I see no trig function for this

[StrawHat]

Homework Statement

244.10746 = 845.9064sin(θ) - 274.87cos(θ)

Homework Equations

Is there? I have no clue.

The Attempt at a Solution

I plugged it into WolframAlpha and I got an incomprehensible answer.

 

[Villyer]

Have you attempted to use the property 1 = sin^{2}(\theta) + cos^{2}(\theta) to get an equation in terms of only sin or cos?

 

[StrawHat]

Have you attempted to use the property 1 = sin^{2}(\theta) + cos^{2}(\theta) to get an equation in terms of only sin or cos?

But I can't use that trig function for this equation.

 

[Chestermiller]

Homework Statement

244.10746 = 845.9064sin(θ) - 274.87cos(θ)

Homework Equations

Is there? I have no clue.

The Attempt at a Solution

I plugged it into WolframAlpha and I got an incomprehensible answer.

Try using sin(A-B) = sinA cosB - cos A sinB. Start out by dividing both sides of the equation by sqrt (845.9064² + 274.87²)

Chet

 

[Muphrid]

Of course you can. Let x = \cos \theta. Then \sin \theta = \sqrt{1-x^2}. All it takes is a little more algebra to massage this into a polynomial equation in x that you can then convert back into \theta.

 

[StrawHat]

Of course you can. Let x = \cos \theta. Then \sin \theta = \sqrt{1-x^2}. All it takes is a little more algebra to massage this into a polynomial equation in x that you can then convert back into \theta.

I got x = 809.919 after plugging everything in. But I can't use that x-value for the sin(θ) = √(1-x^2) because that would become a negative number inside of that root.

 

[Muphrid]

I suspect you did some algebra wrongly; I get a value for x that is between -1 and 1 as required. Why don't you type out a couple steps of algebra?

 

[StrawHat]

I suspect you did some algebra wrongly; I get a value for x that is between -1 and 1 as required. Why don't you type out a couple steps of algebra?

I must be squaring it wrong. This time I got x = 0.91059, but I know it's supposed to be 0.82917.

244.10746 = 845.9064sin(θ) - 274.87cos(θ)
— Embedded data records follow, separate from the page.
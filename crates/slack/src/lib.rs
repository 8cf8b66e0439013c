//! Slack Integration - Socket Mode bot interface
//!
//! This crate provides the Slack interface for pulse:
//! - **Socket Mode** (`socket`) - WebSocket connection to Slack (no public URL needed)
//! - **Decoding** (`decode`) - Raw socket frames to typed survey events
//! - **Events** (`events`) - Thread messages and form interactions, dispatched to handlers
//! - **Block Kit** (`blocks`) - Survey offer, feedback form, and confirmation messages
//! - **Web API** (`api`) - Outbound chat calls over the bot token
//!
//! # Getting Started
//!
//! 1. Create a Slack app at https://api.slack.com/apps
//! 2. Enable Socket Mode and subscribe to message events
//! 3. Set env vars: `PULSE_SLACK_APP_TOKEN`, `PULSE_SLACK_BOT_TOKEN`
//!
//! # Architecture
//!
//! ```text
//! Slack Frames → decode_envelope → EventDispatcher → Handlers → Survey Engines
//!                                                       ↓
//!                                           Block Kit UI ← ChatGateway
//! ```
//!
//! # Key Types
//!
//! - `SocketModeRunner` - WebSocket event loop with reconnection logic
//! - `EventDispatcher` - Routes survey events to appropriate handlers
//! - `MessageBuilder` - Constructs rich Slack messages
//! - `ChatGateway` - Trait over the outbound Web API surface

pub mod api;
pub mod blocks;
pub mod decode;
pub mod events;
pub mod socket;
use std::sync::Arc;

use async_trait::async_trait;
use tracing::info;

use pulse_slack::api::ChatGateway;
use pulse_slack::blocks::survey_offer_message;
use pulse_slack::events::{
    EventContext, EventHandlerError, MessageEvent, PromptService, SurveyOffer,
};

/// Watches thread chatter for the resolution phrase and posts the survey
/// offer into the thread. Stateless by design: every matching message
/// prompts again, even in a thread that already saw an offer or a finished
/// survey. The substring match is case-sensitive.
#[derive(Clone)]
pub struct PromptEngine {
    gateway: Arc<dyn ChatGateway>,
    trigger_phrase: String,
}

impl PromptEngine {
    pub fn new(gateway: Arc<dyn ChatGateway>, trigger_phrase: impl Into<String>) -> Self {
        Self { gateway, trigger_phrase: trigger_phrase.into() }
    }
}

#[async_trait]
impl PromptService for PromptEngine {
    async fn offer_survey(
        &self,
        event: &MessageEvent,
        ctx: &EventContext,
    ) -> Result<SurveyOffer, EventHandlerError> {
        if !event.text.contains(&self.trigger_phrase) {
            return Ok(SurveyOffer::NotTriggered);
        }

        self.gateway
            .post_message(&event.channel_id, &event.thread_ts, &survey_offer_message())
            .await
            .map_err(|error| EventHandlerError::Prompt(error.to_string()))?;

        info!(
            event_name = "survey.prompt.offered",
            correlation_id = %ctx.correlation_id,
            channel_id = %event.channel_id,
            thread_id = %event.thread_ts,
            "resolution phrase detected; survey offer posted"
        );

        Ok(SurveyOffer::Offered)
    }
}

#[cfg(test)]
mod tests {
    use std::sync::Arc;

    use async_trait::async_trait;
    use tokio::sync::Mutex;

    use pulse_slack::api::{ChatGateway, GatewayError};
    use pulse_slack::blocks::MessageTemplate;
    use pulse_slack::events::{EventContext, EventHandlerError, MessageEvent, PromptService, SurveyOffer};

    use super::PromptEngine;

    #[derive(Default)]
    struct RecordingGateway {
        posts: Mutex<Vec<(String, String, String)>>,
        fail_posts: bool,
    }

    impl RecordingGateway {
        fn failing() -> Self {
            Self { fail_posts: true, ..Self::default() }
        }

        async fn posts(&self) -> Vec<(String, String, String)> {
            self.posts.lock().await.clone()
        }
    }

    #[async_trait]
    impl ChatGateway for RecordingGateway {
        async fn post_message(
            &self,
            channel_id: &str,
            thread_ts: &str,
            template: &MessageTemplate,
        ) -> Result<String, GatewayError> {
            if self.fail_posts {
                return Err(GatewayError::Api {
                    method: "chat.postMessage",
                    error: "channel_not_found".to_owned(),
                });
            }
            let mut posts = self.posts.lock().await;
            posts.push((
                channel_id.to_owned(),
                thread_ts.to_owned(),
                template.fallback_text.clone(),
            ));
            Ok(format!("1730000100.{:04}", posts.len()))
        }

        async fn update_message(
            &self,
            _channel_id: &str,
            _message_ts: &str,
            _template: &MessageTemplate,
        ) -> Result<(), GatewayError> {
            Ok(())
        }

        async fn lookup_user(&self, _user_id: &str) -> Result<String, GatewayError> {
            Ok("Unknown".to_owned())
        }

        async fn lookup_channel(&self, _channel_id: &str) -> Result<String, GatewayError> {
            Ok("Unknown".to_owned())
        }
    }

    fn message(text: &str) -> MessageEvent {
        MessageEvent {
            channel_id: "C1".to_owned(),
            thread_ts: "1730000000.1000".to_owned(),
            text: text.to_owned(),
        }
    }

    fn engine(gateway: &Arc<RecordingGateway>) -> PromptEngine {
        PromptEngine::new(Arc::clone(gateway) as Arc<dyn ChatGateway>, "This issue is resolved")
    }

    #[tokio::test]
    async fn posts_the_offer_into_the_triggering_thread() {
        let gateway = Arc::new(RecordingGateway::default());
        let engine = engine(&gateway);

        let offer = engine
            .offer_survey(&message("Confirmed on our side. This issue is resolved."), &EventContext::default())
            .await
            .expect("offer");

        assert_eq!(offer, SurveyOffer::Offered);
        assert_eq!(
            gateway.posts().await,
            vec![(
                "C1".to_owned(),
                "1730000000.1000".to_owned(),
                "Would you like to provide feedback?".to_owned()
            )]
        );
    }

    #[tokio::test]
    async fn stays_quiet_without_the_trigger_phrase() {
        let gateway = Arc::new(RecordingGateway::default());
        let engine = engine(&gateway);

        let offer = engine
            .offer_survey(&message("thanks everyone"), &EventContext::default())
            .await
            .expect("offer");

        assert_eq!(offer, SurveyOffer::NotTriggered);
        assert!(gateway.posts().await.is_empty());
    }

    #[tokio::test]
    async fn trigger_match_is_case_sensitive() {
        let gateway = Arc::new(RecordingGateway::default());
        let engine = engine(&gateway);

        let offer = engine
            .offer_survey(&message("this issue is resolved"), &EventContext::default())
            .await
            .expect("offer");

        assert_eq!(offer, SurveyOffer::NotTriggered);
        assert!(gateway.posts().await.is_empty());
    }

    #[tokio::test]
    async fn re_prompts_on_every_matching_message() {
        let gateway = Arc::new(RecordingGateway::default());
        let engine = engine(&gateway);
        let ctx = EventContext::default();

        for _ in 0..2 {
            let offer = engine
                .offer_survey(&message("This issue is resolved"), &ctx)
                .await
                .expect("offer");
            assert_eq!(offer, SurveyOffer::Offered);
        }

        assert_eq!(gateway.posts().await.len(), 2, "each match posts a fresh offer");
    }

    #[tokio::test]
    async fn surfaces_delivery_failures_as_prompt_errors() {
        let gateway = Arc::new(RecordingGateway::failing());
        let engine = engine(&gateway);

        let error = engine
            .offer_survey(&message("This issue is resolved"), &EventContext::default())
            .await
            .expect_err("post failure should surface");

        assert!(matches!(error, EventHandlerError::Prompt(_)));
    }
}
244.10746 = 845.9064\sqrt{1-x^2} - 274.87x

*multiply everything by the power of 2*

59588.4520 = 715557.6376 - 715557.6376x² - 75553.5169x²

I'm guessing I squared the above equation incorrectly...

 

[Muphrid]

Yes, you did. On the right hand side, you've squared each term, but that's not how squaring works.

(a+b)^2 = a^2 + 2ab + b^2 \neq a^2 + b^2

 

[StrawHat]

But then if I square it, I would still be left with \sqrt{1-x^2}, wouldn't I?

 

[Muphrid]

Yes. How might you isolate that square root so you don't get any cross terms when you square both sides?

 

[StrawHat]

I put the square root by itself and got this:

\sqrt{1-x^2} = \frac{244.10746 + 274.87x}{845.9064}

I did the calculations wrong again, and got this:

0 = 70.4433 + 158.6412x + 90.3166x²

It's probably because I didn't square the 845.9064 as well.

 

[Muphrid]

Well, once you're able to square these numbers correctly with a calculator, you should be getting close to something that you an arrange and solve by the quadratic formula.

 

[Chestermiller]

I'm surprised that you guys didn't even try to solve this problem using the much simpler method that I alluded to in Response #4 (which does not even require solving a quadratic equation). Here is an additional hint:

A sinθ - B cosθ = sqrt(A² + B²) (sinθ cos\phi -cos\theta sin\phi) = sqrt(A² + B²) sin(\theta-\phi)

where \phi = arctan (B/A)

Chet

 

[vela]

Here's where Chestermiller's suggestion comes from. The idea is to find R and φ such that
\begin{align*}
A &= R \cos \varphi \\
B &= R \sin \varphi
\end{align*} so that
\begin{align*}
A \sin\theta - B \cos \theta &= (R \cos\varphi)\sin\theta - (R\sin\varphi)\cos\theta \\
&= R(\cos\varphi\sin\theta - \sin\varphi\cos\theta) \\
&= R \sin(\theta-\varphi).
\end{align*} If you divide the second equation by the first, you get
$$\frac{B}{A} = \frac{R\sin\varphi}{R\cos\varphi} = \tan\varphi,$$ and using the Pythagorean identity, you get
$$1 = \cos^2 \varphi + \sin^2\varphi = \left(\frac{A}{R}\right)^2 + \left(\frac{B}{R}\right)^2,$$ or equivalently, $R^2 = A^2+B^2$.

This trick is a good one to know. As he noted, it's a lot less tedious to solve the problem using this method than dealing with the quadratic equation, especially when you have non-integer numbers like the ones in this problem.